Your instructions. Out of the entries that follow, copy each line containing "bool".

Stored data:
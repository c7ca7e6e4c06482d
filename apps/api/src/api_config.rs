use std::env;
use std::net::{IpAddr, SocketAddr};
use std::str::FromStr;

use portal_core::{AppError, WoredaId};
use tracing_subscriber::EnvFilter;

#[derive(Debug, Clone)]
pub struct ApiConfig {
    pub migrate_only: bool,
    pub database_url: String,
    pub frontend_url: String,
    pub bootstrap_token: String,
    pub _session_secret: String,
    pub api_host: String,
    pub api_port: u16,
    pub cookie_secure: bool,
    pub office_woreda_id: WoredaId,
    pub object_store_public_url: String,
    pub object_store_upload_url: String,
    pub object_store_bucket: String,
}

impl ApiConfig {
    pub fn load() -> Result<Self, AppError> {
        let migrate_only = env::args().nth(1).as_deref() == Some("migrate");

        let database_url = required_env("DATABASE_URL")?;
        let frontend_url =
            env::var("FRONTEND_URL").unwrap_or_else(|_| "http://localhost:3000".to_owned());
        let bootstrap_token = required_env("AUTH_BOOTSTRAP_TOKEN")?;
        let session_secret = required_env("SESSION_SECRET")?;
        if session_secret.len() < 32 {
            return Err(AppError::Validation(
                "SESSION_SECRET must be at least 32 characters".to_owned(),
            ));
        }

        let api_host = env::var("API_HOST").unwrap_or_else(|_| "127.0.0.1".to_owned());
        let api_port = env::var("API_PORT")
            .ok()
            .and_then(|value| value.parse::<u16>().ok())
            .unwrap_or(3001);

        let cookie_secure = env::var("SESSION_COOKIE_SECURE")
            .unwrap_or_else(|_| "false".to_owned())
            .eq_ignore_ascii_case("true");

        let office_woreda_id = WoredaId::new(required_non_empty_env("OFFICE_WOREDA_ID")?)?;

        let object_store_public_url = required_non_empty_env("OBJECT_STORE_PUBLIC_URL")?;
        let object_store_upload_url = required_non_empty_env("OBJECT_STORE_UPLOAD_URL")?;
        let object_store_bucket = required_non_empty_env("OBJECT_STORE_BUCKET")?;

        Ok(Self {
            migrate_only,
            database_url,
            frontend_url,
            bootstrap_token,
            _session_secret: session_secret,
            api_host,
            api_port,
            cookie_secure,
            office_woreda_id,
            object_store_public_url,
            object_store_upload_url,
            object_store_bucket,
        })
    }

    pub fn socket_address(&self) -> Result<SocketAddr, AppError> {
        let host = IpAddr::from_str(&self.api_host).map_err(|error| {
            AppError::Internal(format!("invalid API_HOST '{}': {error}", self.api_host))
        })?;
        Ok(SocketAddr::from((host, self.api_port)))
    }
}

pub fn init_tracing() {
    let env_filter = EnvFilter::try_from_default_env().unwrap_or_else(|_| EnvFilter::new("info"));

    tracing_subscriber::fmt()
        .with_env_filter(env_filter)
        .with_target(false)
        .compact()
        .init();
}

fn required_env(name: &str) -> Result<String, AppError> {
    env::var(name).map_err(|_| AppError::Validation(format!("{name} is required")))
}

fn required_non_empty_env(name: &str) -> Result<String, AppError> {
    let value = required_env(name)?;
    if value.trim().is_empty() {
        return Err(AppError::Validation(format!("{name} must not be empty")));
    }

    Ok(value)
}
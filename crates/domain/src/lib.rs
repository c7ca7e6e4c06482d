//! Domain entities and invariants for the woreda document portal.

#![forbid(unsafe_code)]

mod access;
mod document;

pub use access::{AccessCode, AccessRequest, RequestStatus, RequestStatusView};
pub use document::DocumentUpload;
//! Access grant workflow: request creation, the approval gate, and token
//! issuance/validation.
//!
//! Tokens are cryptographically random, bound 1:1 to an approved request,
//! and time-limited. Validation is the sole authorization primitive for the
//! document-serving endpoints.

mod approval;
mod status;
mod token_crypto;

use std::sync::Arc;

use portal_core::{AppResult, WoredaId};
use portal_domain::{AccessCode, AccessRequest};

use crate::access_ports::{AccessRequestRepository, NewAccessRequest, TemporaryAccessRepository};

/// Validity window for a temporary access token, in hours.
///
/// Long enough for one document-review session; well under a day.
pub const TOKEN_VALIDITY_HOURS: i64 = 4;

/// How long resolved requests stay visible in administrative listings, in
/// hours. Pending requests are always shown regardless of age.
pub const RESOLVED_VISIBILITY_HOURS: i64 = 24;

/// Application service for the temporary access grant workflow.
#[derive(Clone)]
pub struct AccessGrantService {
    requests: Arc<dyn AccessRequestRepository>,
    tokens: Arc<dyn TemporaryAccessRepository>,
}

impl AccessGrantService {
    /// Creates a new access grant service.
    #[must_use]
    pub fn new(
        requests: Arc<dyn AccessRequestRepository>,
        tokens: Arc<dyn TemporaryAccessRepository>,
    ) -> Self {
        Self { requests, tokens }
    }

    /// Registers a visitor's request to access a woreda's documents.
    ///
    /// Redeeming a code that already has a request returns the existing
    /// record instead of erroring, so a page reload does not duplicate the
    /// request or reset its state.
    pub async fn create_request(
        &self,
        woreda_id: WoredaId,
        code: AccessCode,
        ip_address: Option<String>,
    ) -> AppResult<AccessRequest> {
        if let Some(existing) = self.requests.find_by_code(&code).await? {
            return Ok(existing);
        }

        self.requests
            .create(NewAccessRequest {
                woreda_id,
                code,
                ip_address,
            })
            .await
    }

    /// Mints a fresh access code for QR generation.
    pub fn mint_code(&self) -> AppResult<AccessCode> {
        token_crypto::generate_code(chrono::Utc::now())
    }
}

Completed exercise.
    pub migrate_only: bool,
    pub cookie_secure: bool,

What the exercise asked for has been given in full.